The New Zealand Law Society's summary of King's involvement in precedent-making cases includes the following: "He successfully argued in 2009 that Auckland liquor shop owner Virender Singh had exercised his rights to defend himself and his shop with a hockey stick against five teenagers. He was also counsel in the first and second ever successful criminal appeals to the Supreme Court. The first of these, R v Timoti [2006] 1 NZLR 323, 21 CRNZ 804, resulted in the overturning of a murder conviction from 1999, with the appeal focusing on the partial defence of provocation. Another Supreme Court success came in R v Wi [2010] 2 NZLR 11, 24 CRNZ 731, which reversed several lower court decisions and held that adducing evidence of a lack of previous convictions was still admissible under the Evidence Act 2006."

== Broadcasting career ==
King was the creator and host of The Court Report, a weekly television programme dealing with contemporary legal issues. The programme aired on TVNZ 7 before the station closed down in 2012. The show's format was a panel discussion or interview with legal experts and commentators with the aim of going "behind the headlines of the legal news stories of the day, to inform and educate, as well as entertain the profession and the public at large". In all, King hosted 68 episodes before retiring at the end of 2011. He continued on as an executive producer.

==Death==
On the morning of 3 November 2012, King was found dead beside his car in Newlands, Wellington. He died by suicide, confirmed by the coroner's report released in October 2013. The coroner revealed that King left a suicide note in which he described himself as "exhausted, unwell, depressed and haunted by the dead from his numerous homicide cases." King said in the note that the trial he had been working on a week before his death "involved yet another terrible, unnecessary death and a lifestyle and community most New Zealanders would have no idea existed".

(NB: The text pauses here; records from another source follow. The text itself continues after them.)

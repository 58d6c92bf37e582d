// Per-team aggregation of one year's joined population.

use crate::config::SalaryBands;
use crate::pipeline::classify::{categorize_performance, PerformanceCategory, SalaryCategory};
use crate::pipeline::join::PlayerRecord;
use crate::pipeline::scoring::PerformanceThresholds;
use serde::Serialize;
use std::collections::{BTreeMap, HashMap};

/// One team's players and their summed, averaged and categorized metrics.
#[derive(Debug, Clone, Serialize)]
pub struct TeamAggregate {
    pub team_id: String,
    pub team_name: String,
    /// In joined-population order.
    pub players: Vec<PlayerRecord>,
    pub total_salary: f64,
    pub total_performance_score: f64,
    pub avg_salary: f64,
    pub avg_performance_score: f64,
    pub salary_category_counts: BTreeMap<SalaryCategory, usize>,
    pub performance_category_counts: BTreeMap<PerformanceCategory, usize>,
    pub team_salary_category: SalaryCategory,
    /// The team's average score measured against thresholds drawn from the
    /// individual player distribution.
    pub team_performance_category: PerformanceCategory,
}

impl TeamAggregate {
    fn empty(team_id: &str, team_name: &str) -> Self {
        TeamAggregate {
            team_id: team_id.to_string(),
            team_name: team_name.to_string(),
            players: Vec::new(),
            total_salary: 0.0,
            total_performance_score: 0.0,
            avg_salary: 0.0,
            avg_performance_score: 0.0,
            salary_category_counts: SalaryCategory::ALL.iter().map(|c| (*c, 0)).collect(),
            performance_category_counts: PerformanceCategory::ALL
                .iter()
                .map(|c| (*c, 0))
                .collect(),
            team_salary_category: SalaryCategory::Low,
            team_performance_category: PerformanceCategory::Low,
        }
    }

    pub fn player_count(&self) -> usize {
        self.players.len()
    }
}

/// Team aggregates in first-appearance order, addressable by team id.
#[derive(Debug, Clone, Default)]
pub struct TeamAggregation {
    teams: Vec<TeamAggregate>,
    index: HashMap<String, usize>,
}

impl TeamAggregation {
    pub fn get(&self, team_id: &str) -> Option<&TeamAggregate> {
        self.index.get(team_id).map(|&i| &self.teams[i])
    }

    pub fn iter(&self) -> std::slice::Iter<'_, TeamAggregate> {
        self.teams.iter()
    }

    pub fn as_slice(&self) -> &[TeamAggregate] {
        &self.teams
    }

    pub fn len(&self) -> usize {
        self.teams.len()
    }

    pub fn is_empty(&self) -> bool {
        self.teams.is_empty()
    }
}

impl<'a> IntoIterator for &'a TeamAggregation {
    type Item = &'a TeamAggregate;
    type IntoIter = std::slice::Iter<'a, TeamAggregate>;

    fn into_iter(self) -> Self::IntoIter {
        self.teams.iter()
    }
}

/// Group players by team id, then derive averages and team categories.
///
/// The first pass accumulates sums and per-category counts; the second
/// divides by the player count and classifies the averages. Teams with no
/// players cannot arise, so the averages are always defined.
pub fn aggregate_by_team(
    players: &[PlayerRecord],
    thresholds: &PerformanceThresholds,
    bands: &SalaryBands,
) -> TeamAggregation {
    let mut aggregation = TeamAggregation::default();

    for player in players {
        let slot = match aggregation.index.get(&player.team_id) {
            Some(&i) => i,
            None => {
                aggregation
                    .teams
                    .push(TeamAggregate::empty(&player.team_id, &player.team_name));
                let i = aggregation.teams.len() - 1;
                aggregation.index.insert(player.team_id.clone(), i);
                i
            }
        };
        let team = &mut aggregation.teams[slot];
        team.total_salary += player.salary;
        team.total_performance_score += player.performance_score;
        *team
            .salary_category_counts
            .entry(player.salary_category)
            .or_insert(0) += 1;
        *team
            .performance_category_counts
            .entry(player.performance_category)
            .or_insert(0) += 1;
        team.players.push(player.clone());
    }

    for team in &mut aggregation.teams {
        let n = team.players.len() as f64;
        team.avg_salary = team.total_salary / n;
        team.avg_performance_score = team.total_performance_score / n;
        team.team_salary_category = bands.categorize(team.avg_salary);
        team.team_performance_category =
            categorize_performance(team.avg_performance_score, thresholds);
    }

    aggregation
}

// ---------------------------------------------------------------------------
// Tests
// ---------------------------------------------------------------------------

#[cfg(test)]
mod tests {
    use super::*;

    fn approx_eq(a: f64, b: f64, epsilon: f64) -> bool {
        (a - b).abs() < epsilon
    }

    fn player(id: &str, team: &str, salary: f64, score: f64) -> PlayerRecord {
        let bands = SalaryBands::default();
        PlayerRecord {
            player_id: id.into(),
            year: 2004,
            team_id: team.into(),
            team_name: format!("{team} name"),
            hits: 0,
            doubles: 0,
            performance_score: score,
            salary,
            salary_category: bands.categorize(salary),
            performance_category: categorize_performance(score, &thresholds()),
        }
    }

    fn thresholds() -> PerformanceThresholds {
        PerformanceThresholds {
            low: 0.0,
            medium: 20.0,
            high: 60.0,
            max: 100.0,
            count: 10,
            average: 40.0,
        }
    }

    #[test]
    fn groups_in_first_appearance_order() {
        let players = vec![
            player("a", "NYA", 1.0, 1.0),
            player("b", "OAK", 1.0, 1.0),
            player("c", "NYA", 1.0, 1.0),
        ];
        let agg = aggregate_by_team(&players, &thresholds(), &SalaryBands::default());
        assert_eq!(agg.len(), 2);
        let ids: Vec<&str> = agg.iter().map(|t| t.team_id.as_str()).collect();
        assert_eq!(ids, vec!["NYA", "OAK"]);
        let nya = agg.get("NYA").unwrap();
        assert_eq!(nya.player_count(), 2);
        assert_eq!(nya.players[0].player_id, "a");
        assert_eq!(nya.players[1].player_id, "c");
        assert_eq!(nya.team_name, "NYA name");
        assert!(agg.get("BOS").is_none());
    }

    #[test]
    fn sums_averages_and_counts() {
        let players = vec![
            player("a", "OAK", 1_000_000.0, 10.0),
            player("b", "OAK", 9_000_000.0, 70.0),
            player("c", "OAK", 3_000_000.0, 30.0),
        ];
        let agg = aggregate_by_team(&players, &thresholds(), &SalaryBands::default());
        let oak = agg.get("OAK").unwrap();

        assert!(approx_eq(oak.total_salary, 13_000_000.0, 1e-6));
        assert!(approx_eq(oak.avg_salary, 13_000_000.0 / 3.0, 1e-6));
        assert!(approx_eq(oak.total_performance_score, 110.0, 1e-9));
        assert!(approx_eq(oak.avg_performance_score, 110.0 / 3.0, 1e-9));

        assert_eq!(oak.salary_category_counts[&SalaryCategory::Low], 1);
        assert_eq!(oak.salary_category_counts[&SalaryCategory::Medium], 1);
        assert_eq!(oak.salary_category_counts[&SalaryCategory::High], 1);
        assert_eq!(oak.performance_category_counts[&PerformanceCategory::Low], 1);
        assert_eq!(oak.performance_category_counts[&PerformanceCategory::Medium], 1);
        assert_eq!(oak.performance_category_counts[&PerformanceCategory::High], 1);

        // avg salary 4.33M -> Medium; avg score 36.7 -> Medium
        assert_eq!(oak.team_salary_category, SalaryCategory::Medium);
        assert_eq!(oak.team_performance_category, PerformanceCategory::Medium);
    }

    #[test]
    fn counts_include_zero_categories() {
        let players = vec![player("a", "OAK", 100.0, 1.0)];
        let agg = aggregate_by_team(&players, &thresholds(), &SalaryBands::default());
        let oak = agg.get("OAK").unwrap();
        assert_eq!(oak.salary_category_counts.len(), 3);
        assert_eq!(oak.salary_category_counts[&SalaryCategory::High], 0);
        assert_eq!(oak.performance_category_counts.len(), 3);
    }

    #[test]
    fn team_category_uses_average_against_player_thresholds() {
        // Two high scorers and one very low scorer: every individual is
        // High or Low, but the team average lands in Medium.
        let players = vec![
            player("a", "OAK", 1.0, 90.0),
            player("b", "OAK", 1.0, 0.0),
            player("c", "OAK", 1.0, 0.0),
        ];
        let agg = aggregate_by_team(&players, &thresholds(), &SalaryBands::default());
        let oak = agg.get("OAK").unwrap();
        assert_eq!(oak.performance_category_counts[&PerformanceCategory::Medium], 0);
        assert_eq!(oak.team_performance_category, PerformanceCategory::Medium);
    }

    #[test]
    fn empty_population_yields_empty_aggregation() {
        let agg = aggregate_by_team(&[], &thresholds(), &SalaryBands::default());
        assert!(agg.is_empty());
    }
}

King's wife, Catherine Milnes-King, told the coroner that her husband was publicly slated after the trial of Ewen Macdonald, whom he successfully defended and who was acquitted of murdering Feilding farmer Scott Guy. She said that in the evening after delivering his closing address in the Macdonald case, her husband had a massive breakdown. The coroner revealed the suicide note explained: "he is haunted by the dead from his numerous homicide cases and hates himself for what he has done."

Law Society president Jonathan Temm said: "Throughout his career he represented clients who were often unpopular and he did that with real ability and determination." Former Labour Party leader David Shearer said: "Greg had one of this country's finest legal brains. There wouldn't be many New Zealanders who hadn't heard of him.

His funeral was attended by 800 mourners "from all walks of life."

=== Reputation ===
King has been described as a "theatrical criminal lawyer". After his death, legal experts praised his legal acumen, "which famously included wild-eyed closing arguments". National Criminal Bar Association president Tony Bouchier said: "He was a rising star of our profession... he was tenacious, fearless and had all the attributes that any criminal barrister would want. We have really lost an ally." During his career, he befriended those he met, including perpetrators and victims. He had an amicable relationship with Garth McVicar from the Sensible Sentencing Trust, with whom he had totally opposing views about the justice system.

==Personal life==

King was married to fellow lawyer Catherine Milnes-King and was the father of two children. In 2011, the year before he died by suicide, he was diagnosed with diabetes.